Non è necessario seguire i dettagli di questa lotta, che già conosciamo dai libri di scuola, dove spesso il giudizio va a tutto vantaggio di Gregorio per aver combattuto a favore di una autentica e radicale riforma della Chiesa, che indubbiamente arriva a recuperare il meglio della sua immagine. Però, così facendo, lui stesso ne viene travolto dando origine a quella fiera opposizione del potere politico che, un po’ dovunque e un po’ sempre, cerca di impedire lo spazio di “libertà” per la Chiesa o cerca di asservirla come “instrumentum regni”. La soluzione tentata da Gregorio VII è quella di uscire dai vincoli con lo Stato imperiale e nello stesso tempo affermando anche la propria superiorità e la soggezione del potere civile a quello religioso, che, anche se affermata, non per questo è raggiunta.

Comunque sui due protagonisti gli storici si dividono e la questione più importante viene radicalizzata perché in ogni periodo non è facile raggiungere l’equilibrio e soprattutto la collaborazione.

A pensare quali interessi erano in giuoco, quanta storia – tutta la storia di ieri e di oggi – si veniva preparando nelle sinodi romane, nelle diete e sui campi della Germania, viene da sorridere che per secoli e fino ai nostri tempi sia durata la polemica tra gli apologeti e i detrattori dei due protagonisti, tra la santità e l’ambizione di Gregorio VII, tra l’eroismo e l’astuzia di Enrico IV. Per il nostro proposito determinato basterà ciò che s’è detto. Non c’è un carnefice e una vittima, un colpevole ed un innocente, fra i quali siamo incaricati di giudicare. Qui si tratta, non del torto o della ragione, della virtù e del vizio, ma del passato e dell’avvenire d’Europa, della più grande rivoluzione del medio evo, della più profonda fede politica e religiosa.

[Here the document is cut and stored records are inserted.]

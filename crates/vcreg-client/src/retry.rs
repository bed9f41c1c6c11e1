//! Bounded retry with exponential backoff for idempotent node HTTP calls.
//!
//! Retries only transient transport errors on read-only requests (view
//! queries, inclusion and head polls). Signed submissions are never
//! routed through here — a second injection of a signed operation would
//! be a second operation.

use std::fmt::Display;
use std::future::Future;
use std::time::Duration;

/// Retry attempts after the initial request.
const MAX_RETRIES: u32 = 3;

/// Delay before the first retry; doubles per attempt (200ms, 400ms, 800ms).
const BASE_DELAY_MS: u64 = 200;

/// Run an idempotent request up to `MAX_RETRIES + 1` times, backing off
/// exponentially between attempts.
///
/// Any `Err` from `request` counts as a transport failure and is retried;
/// the caller inspects response statuses itself. The last attempt's error
/// is returned verbatim.
pub(crate) async fn retry_send<T, E, F, Fut>(request: F) -> Result<T, E>
where
    E: Display,
    F: Fn() -> Fut,
    Fut: Future<Output = Result<T, E>>,
{
    let mut delay = Duration::from_millis(BASE_DELAY_MS);
    for attempt in 1..=MAX_RETRIES {
        match request().await {
            Ok(value) => return Ok(value),
            Err(e) => {
                tracing::warn!(
                    attempt,
                    max_retries = MAX_RETRIES,
                    "node HTTP request failed, retrying in {delay:?}: {e}"
                );
                tokio::time::sleep(delay).await;
                delay *= 2;
            }
        }
    }
    request().await
}

#[cfg(test)]
mod tests {
    use super::*;
    use std::sync::atomic::{AtomicU32, Ordering};

    #[tokio::test(start_paused = true)]
    async fn exhausts_all_attempts_on_persistent_transport_failure() {
        let calls = AtomicU32::new(0);

        let result: Result<(), _> = retry_send(|| {
            let attempt = calls.fetch_add(1, Ordering::SeqCst);
            async move { Err(format!("connection refused (attempt {attempt})")) }
        })
        .await;

        assert!(result.is_err());
        assert_eq!(calls.load(Ordering::SeqCst), MAX_RETRIES + 1);
    }

    #[tokio::test(start_paused = true)]
    async fn stops_backing_off_on_first_success() {
        let calls = AtomicU32::new(0);

        let result = retry_send(|| {
            let attempt = calls.fetch_add(1, Ordering::SeqCst);
            async move {
                if attempt < 2 {
                    Err("connection reset".to_string())
                } else {
                    Ok(attempt)
                }
            }
        })
        .await;

        assert_eq!(result, Ok(2));
        assert_eq!(calls.load(Ordering::SeqCst), 3);
    }

    #[tokio::test(start_paused = true)]
    async fn immediate_success_makes_one_call() {
        let calls = AtomicU32::new(0);

        let result: Result<(), String> = retry_send(|| {
            calls.fetch_add(1, Ordering::SeqCst);
            async { Ok(()) }
        })
        .await;

        assert!(result.is_ok());
        assert_eq!(calls.load(Ordering::SeqCst), 1);
    }
}
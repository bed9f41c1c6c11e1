//! # Ledger String-Encoding Gate
//!
//! The ledger's string type accepts only the 7-bit range — control and
//! printable ASCII, code points 0 through 127. The registry contract
//! cannot state this requirement through any interface the client sees,
//! so a payload with a wider code point would be accepted by the signer,
//! consume fees, and then fail at application time.
//!
//! Every free-form string argument (schema data, issuer DID, issuer data)
//! passes through [`validate_encodable`] before an operation is
//! constructed. Numeric ids, status codes, and addresses have their own
//! encodings and are not gated.

use crate::error::RegistryError;

/// Whether a string fits the ledger's 7-bit string encoding.
pub fn is_encodable(value: &str) -> bool {
    value.is_ascii()
}

/// Validate that `value` fits the ledger's string encoding.
///
/// On failure, reports the argument name plus the first offending code
/// point and its byte offset, so the caller knows exactly which field to
/// correct. The pipeline short-circuits on this error: nothing is
/// submitted.
pub fn validate_encodable(field: &str, value: &str) -> Result<(), RegistryError> {
    match value.char_indices().find(|(_, c)| !c.is_ascii()) {
        None => Ok(()),
        Some((offset, c)) => Err(RegistryError::NonEncodableInput {
            field: field.to_string(),
            code_point: c as u32,
            offset,
        }),
    }
}
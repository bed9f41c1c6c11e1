//! Caller-facing error taxonomy for registry calls.
//!
//! Every registry operation — mutating or read-only — resolves to exactly
//! one of the [`RegistryError`] classes on failure. Local failures
//! (`NonEncodableInput`, `NotConnected`, `InvalidStatusCode`) are detected
//! before anything reaches the ledger and require corrected input; remote
//! failures carry the underlying cause message verbatim and are never
//! retried by the core — retrying is a caller decision.

use crate::identity::OperationHash;

/// Failure classes for registry calls.
///
/// No variant is fatal to the process: every call is independent, and a
/// failure never corrupts session state.
#[derive(Debug, thiserror::Error)]
pub enum RegistryError {
    /// A free-form string argument contains a code point the ledger's
    /// string encoding cannot represent. Detected pre-flight; the
    /// operation was never submitted.
    #[error("field `{field}` is not encodable: code point U+{code_point:04X} at byte {offset}")]
    NonEncodableInput {
        /// The offending argument (e.g. `schema_data`, `issuer_did`).
        field: String,
        /// The first unrepresentable code point.
        code_point: u32,
        /// Byte offset of the offending character within the value.
        offset: usize,
    },

    /// No signer is paired; the session must `connect` before any call.
    #[error("not connected: no paired signer in session")]
    NotConnected,

    /// An explicit status code was requested with a value outside the
    /// non-negative integer range the registry accepts.
    #[error("invalid status code: {requested}")]
    InvalidStatusCode {
        /// The code the caller asked for.
        requested: i64,
    },

    /// The signer or network declined the operation before inclusion.
    #[error("submission rejected: {cause}")]
    SubmissionRejected {
        /// Underlying cause, verbatim.
        cause: String,
    },

    /// The operation was submitted but did not reach the configured
    /// confirmation depth in time, or was dropped from the mempool.
    #[error("confirmation timeout for operation {operation} after {waited_secs}s")]
    ConfirmationTimeout {
        /// Hash of the submitted operation.
        operation: OperationHash,
        /// Seconds waited before giving up.
        waited_secs: u64,
    },

    /// A read-only view query failed.
    #[error("view `{view}` failed: {cause}")]
    ViewQueryError {
        /// The view that was queried (e.g. `get_schema`).
        view: String,
        /// Underlying cause, verbatim.
        cause: String,
    },
}

impl RegistryError {
    /// Whether the failure was detected locally, before any submission.
    pub fn is_local(&self) -> bool {
        matches!(
            self,
            Self::NonEncodableInput { .. } | Self::NotConnected | Self::InvalidStatusCode { .. }
        )
    }
}

/// Errors from identifier construction.
#[derive(Debug, Clone, PartialEq, Eq, thiserror::Error)]
pub enum ValidationError {
    /// The identifier string was empty.
    #[error("{what} must not be empty")]
    Empty {
        /// Which identifier was being constructed.
        what: &'static str,
    },

    /// The identifier does not match the expected shape.
    #[error("malformed {what}: {reason}")]
    Malformed {
        /// Which identifier was being constructed.
        what: &'static str,
        /// Description of the format violation.
        reason: String,
    },
}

Enrico è il campione della sua dinastia, della tradizione imperiale, dell’intero Occidente, che adopera ogni forza e ogni ingegno per la conservazione degli ordini antichi, contro una potenza disarmata e invincibile; Gregorio è la rivoluzione e l’avvenire. Né l’ammirazione per la coscienza altissima del papa dovrà impedirci di comprendere l’umanità del suo nemico. (Falco, p.255)

PASQUALE II (1099-1118)

La lotta per le investiture proseguì per anni, anche oltre Gregorio VII e divenne un problema anche con altri poteri civili, fuori dell’Impero. Le scomuniche e la contrapposizione di antipapi creavano solo caos e un clima di tensione crescente.

Ma i cedimenti dall’una e dall’altra parte venivano male interpretati e creavano ulteriore tensione. Il successore non immediato di Gregorio VII, Urbano II (1088-1099) viene preso nel dramma dei cristiani massacrati in Terra Santa ad opera dei Turchi (1087) e dalla necessità di suscitare una reazione armata che diventerà, anni dopo, la prima Crociata (1096-1099). Non per questo in Europa si era esaurita la questione delle Investiture. La proposta più audace venne da Pasquale II …

Pasquale II … riteneva che la Chiesa se vuole conservarsi nella sua libertà, e quindi se vuole conservare la possibilità di adempiere al suo ufficio per portare gli uomini alla santificazione, deve separarsi dalle cose del mondo, e, in modo tutto particolare, dalle ricchezze. Sicché il disegno di Pasquale II è l’ideale della povertà nella Chiesa portato ai vertici della Chiesa stessa, affermato da un pontefice un secolo prima di Francesco d’Assisi. È un’audace proposta che la Chiesa in quel momento non recepisce, e che consiste essenzialmente in questo: la Chiesa accetta di essere povera per essere libera. (Zerbi I, p.87)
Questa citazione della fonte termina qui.